At this point, I wasn’t stepping toward the hospital, I was tumbling uncontrollably downhill toward it.
TRIGGER WARNING
Saturday, May 31, 2014 2:00 a.m.
I woke up drenched in sweat, breathing heavily and my heart pounding as if I had been running a marathon. My jaw hurt, and I forced myself to stop clenching my teeth. My ears were ringing with screams, even though my small bedroom was dark and silent as the grave. I rolled onto my back, kicking off my sheets, and just lay there for a bit, letting the nightmare finish receding.
Another nightmare. Again. How many nightmares have I had? How many more will I have?
The ebbing fear was being replaced by rising anger. I pulled the spare pillow into my arms and squeezed it punishingly, my arms becoming boa constrictors, reveling in the pain of unaccustomed muscle strain. My throat was tightly holding back my voice, my limbs were consciously keeping me in my bed, but every other part of me wanted to stand up and scream into the blackness – she was raped! and Mom just watched!

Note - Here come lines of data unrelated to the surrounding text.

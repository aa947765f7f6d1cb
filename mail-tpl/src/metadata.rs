//! Module dedicated to caller-supplied message metadata.
//!
//! In metadata mode the template only says what the mail says. This
//! module owns the other half: who sends it, who receives it and
//! whether the body should be flagged as HTML.

use serde_json::{json, Value};

use crate::Mailbox;

/// The caller-supplied addressing intent of a message.
///
/// Metadata is built once by the caller, then passed by reference
/// into render calls. Its values are copied verbatim into the
/// composed message, without any validation.
#[derive(Clone, Debug, Eq, PartialEq)]
#[cfg_attr(
    feature = "derive",
    derive(serde::Serialize, serde::Deserialize),
    serde(rename_all = "kebab-case")
)]
pub struct EmailMetadata {
    /// Sender address.
    pub from: Option<Mailbox>,

    /// Recipient addresses.
    pub to: Vec<Mailbox>,

    /// Carbon copy addresses.
    pub cc: Vec<Mailbox>,

    /// Blind carbon copy addresses.
    pub bcc: Vec<Mailbox>,

    /// Whether the rendered body should be flagged as HTML.
    ///
    /// Defaults to `true`: templates are considered HTML unless the
    /// caller explicitly opts out.
    pub is_html_email: bool,
}

impl Default for EmailMetadata {
    fn default() -> Self {
        Self {
            from: None,
            to: Vec::new(),
            cc: Vec::new(),
            bcc: Vec::new(),
            is_html_email: true,
        }
    }
}

impl EmailMetadata {
    /// Creates a new empty metadata set with default options.
    pub fn new() -> Self {
        Self::default()
    }

    /// Creates a new metadata set from a sender and a single
    /// recipient.
    pub fn new_with_addresses(from: Mailbox, to: Mailbox) -> Self {
        Self {
            from: Some(from),
            to: vec![to],
            ..Default::default()
        }
    }

    /// Customize the sender address.
    pub fn set_from(&mut self, from: Mailbox) {
        self.from = Some(from);
    }

    /// Customize the sender address.
    pub fn set_some_from(&mut self, from: Option<Mailbox>) {
        self.from = from;
    }

    /// Customize the sender address following the builder pattern.
    pub fn with_from(mut self, from: Mailbox) -> Self {
        self.set_from(from);
        self
    }

    /// Customize the sender address following the builder pattern.
    pub fn with_some_from(mut self, from: Option<Mailbox>) -> Self {
        self.set_some_from(from);
        self
    }

    /// Customize the recipient addresses.
    pub fn set_to(&mut self, to: impl IntoIterator<Item = Mailbox>) {
        self.to = to.into_iter().collect();
    }

    /// Customize the recipient addresses following the builder
    /// pattern.
    pub fn with_to(mut self, to: impl IntoIterator<Item = Mailbox>) -> Self {
        self.set_to(to);
        self
    }

    /// Customize the carbon copy addresses.
    pub fn set_cc(&mut self, cc: impl IntoIterator<Item = Mailbox>) {
        self.cc = cc.into_iter().collect();
    }

    /// Customize the carbon copy addresses following the builder
    /// pattern.
    pub fn with_cc(mut self, cc: impl IntoIterator<Item = Mailbox>) -> Self {
        self.set_cc(cc);
        self
    }

    /// Customize the blind carbon copy addresses.
    pub fn set_bcc(&mut self, bcc: impl IntoIterator<Item = Mailbox>) {
        self.bcc = bcc.into_iter().collect();
    }

    /// Customize the blind carbon copy addresses following the
    /// builder pattern.
    pub fn with_bcc(mut self, bcc: impl IntoIterator<Item = Mailbox>) -> Self {
        self.set_bcc(bcc);
        self
    }

    /// Customize the HTML flag.
    pub fn set_html_email(&mut self, html: bool) {
        self.is_html_email = html;
    }

    /// Customize the HTML flag following the builder pattern.
    pub fn with_html_email(mut self, html: bool) -> Self {
        self.set_html_email(html);
        self
    }

    /// Build the model this metadata represents when handed to the
    /// rendering port.
    ///
    /// Addresses are exposed in their display form so templates can
    /// interpolate the addressing they were rendered for.
    pub fn to_model(&self) -> Value {
        json!({
            "from": self.from.as_ref().map(ToString::to_string),
            "to": self.to.iter().map(ToString::to_string).collect::<Vec<_>>(),
            "cc": self.cc.iter().map(ToString::to_string).collect::<Vec<_>>(),
            "bcc": self.bcc.iter().map(ToString::to_string).collect::<Vec<_>>(),
            "is-html-email": self.is_html_email,
        })
    }
}
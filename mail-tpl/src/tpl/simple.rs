//! Module dedicated to the simple template parser.
//!
//! In simple mode a rendered template carries no directive at all:
//! the first non-blank line is the subject, everything after it is
//! the body.

/// Parse the given rendered template in simple mode.
///
/// Leading empty lines are skipped, then the first line becomes the
/// subject verbatim (a directive-shaped line is not given any
/// special meaning in this mode). All remaining lines are
/// concatenated as they are into the body: line terminators are not
/// preserved and nothing is inserted between lines. An empty
/// template yields an empty subject and an empty body.
pub fn parse(tpl: &str) -> (String, String) {
    let mut subject = String::new();
    let mut body = String::new();
    let mut subject_taken = false;

    for line in tpl.lines() {
        if !subject_taken {
            if line.is_empty() {
                continue;
            }
            subject = line.to_owned();
            subject_taken = true;
            continue;
        }
        body.push_str(line);
    }

    (subject, body)
}
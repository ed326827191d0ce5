/// Application state and router builder
///
/// # Example
///
/// ```no_run
/// use taskman_shared::repository::Repositories;
/// use taskman_web::{app::AppState, config::Config};
///
/// # async fn example() -> anyhow::Result<()> {
/// let config = Config::from_env()?;
/// let state = AppState::new(Repositories::in_memory(), config, None)?;
/// let app = taskman_web::app::build_app(state);
/// # Ok(())
/// # }
/// ```

use crate::{
    config::Config,
    middleware::{method_override::method_override, security::SecurityHeadersLayer},
    routes,
    views::Views,
};
use axum::{extract::Request, routing::get, Router};
use sqlx::PgPool;
use std::sync::Arc;
use taskman_shared::models::{Label, Status};
use taskman_shared::repository::Repositories;
use tower::{util::MapRequestLayer, Layer};
use tower_cookies::CookieManagerLayer;
use tower_http::{
    compression::CompressionLayer,
    trace::{DefaultMakeSpan, DefaultOnResponse, TraceLayer},
};
use tracing::Level;

/// Shared application state
///
/// Cloned for each request handler via Axum's `State` extractor.
#[derive(Clone)]
pub struct AppState {
    pub repos: Repositories,

    pub config: Arc<Config>,

    pub views: Arc<Views>,

    /// Present when running on PostgreSQL; used by the health check
    pub db: Option<PgPool>,
}

impl AppState {
    /// # Errors
    ///
    /// Fails when an embedded template does not compile.
    pub fn new(repos: Repositories, config: Config, db: Option<PgPool>) -> anyhow::Result<Self> {
        Ok(Self {
            repos,
            config: Arc::new(config),
            views: Arc::new(Views::new()?),
            db,
        })
    }
}

/// The router wrapped in the method override, ready to serve
pub type App = tower::util::MapRequest<Router, fn(Request) -> Request>;

/// Builds the router with all routes and middleware
///
/// ```text
/// /                         welcome page
/// /health                   JSON health check
/// /session/new, /session    sign in (POST), sign out (DELETE)
/// /users[/new|/:id/edit]    registration, profile edit and delete (owner only)
/// /statuses[...]            status CRUD (signed in)
/// /labels[...]              label CRUD (signed in)
/// /tasks[...]               task CRUD and filtered list (signed in)
/// ```
pub fn build_router(state: AppState) -> Router {
    use routes::{catalog, health, sessions, tasks, users, welcome};

    let session_routes = Router::new()
        .route("/new", get(sessions::new))
        .route("/", axum::routing::post(sessions::create).delete(sessions::delete));

    let user_routes = Router::new()
        .route("/", get(users::index).post(users::create))
        .route("/new", get(users::new))
        .route("/:id/edit", get(users::edit))
        .route("/:id", axum::routing::patch(users::update).delete(users::delete));

    let task_routes = Router::new()
        .route("/", get(tasks::index).post(tasks::create))
        .route("/new", get(tasks::new))
        .route("/:id/edit", get(tasks::edit))
        .route(
            "/:id",
            get(tasks::show).patch(tasks::update).delete(tasks::delete),
        );

    Router::new()
        .route("/", get(welcome::index))
        .route("/health", get(health::health_check))
        .nest("/session", session_routes)
        .nest("/users", user_routes)
        .nest("/statuses", catalog_routes::<Status>())
        .nest("/labels", catalog_routes::<Label>())
        .nest("/tasks", task_routes)
        .layer(CookieManagerLayer::new())
        .layer(
            TraceLayer::new_for_http()
                .make_span_with(DefaultMakeSpan::new().level(Level::INFO))
                .on_response(DefaultOnResponse::new().level(Level::INFO)),
        )
        .layer(CompressionLayer::new())
        .layer(SecurityHeadersLayer::new(state.config.session.secure_cookies))
        .with_state(state)
}

fn catalog_routes<E: routes::catalog::CatalogPage>() -> Router<AppState>
where
    E::New: validator::Validate,
    E::Patch: validator::Validate,
{
    use routes::catalog;

    Router::new()
        .route("/", get(catalog::index::<E>).post(catalog::create::<E>))
        .route("/new", get(catalog::new::<E>))
        .route("/:id/edit", get(catalog::edit::<E>))
        .route(
            "/:id",
            axum::routing::patch(catalog::update::<E>).delete(catalog::delete::<E>),
        )
}

/// Builds the router and puts the method override in front of routing
pub fn build_app(state: AppState) -> App {
    MapRequestLayer::new(method_override as fn(Request) -> Request).layer(build_router(state))
}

But of course, I didn’t. It would wake my daughters. Thinking about them had a calming effect, and I could feel my anger relax into cynicism. Bad things happen to children all the time, and this news was forty years old. Can’t do anything about old news but set it aside and forget about it. Anger was a waste of time. Statute of limitations was long gone, and who would put a new widow in jail for something that happened so long ago? Certainly not Meg. If she were to press charges, she would have done it already. No, there was nothing that could be done. This was old news. Children were raped all the time, were probably raped today, even this very minute. There was absolutely nothing that I could do.
The pillow slid to the floor, and the tears came.
P.S.
In less than an hour, I cycled from fear to anger to helplessness to depression. Worse than that. I went from bone-crushing fear to violent anger to a puddle of helplessness to the bleakest depression. The difference? It was just as much in my body as it was in my mind and soul. Adrenaline, blood pressure, heart rate, muscle contraction, even sweat glands – dozens of physical responses to dozens of emotions were tumbling uncontrollably downhill together, and all I knew was that something wasn’t quite right with me, but I couldn’t put my finger on it.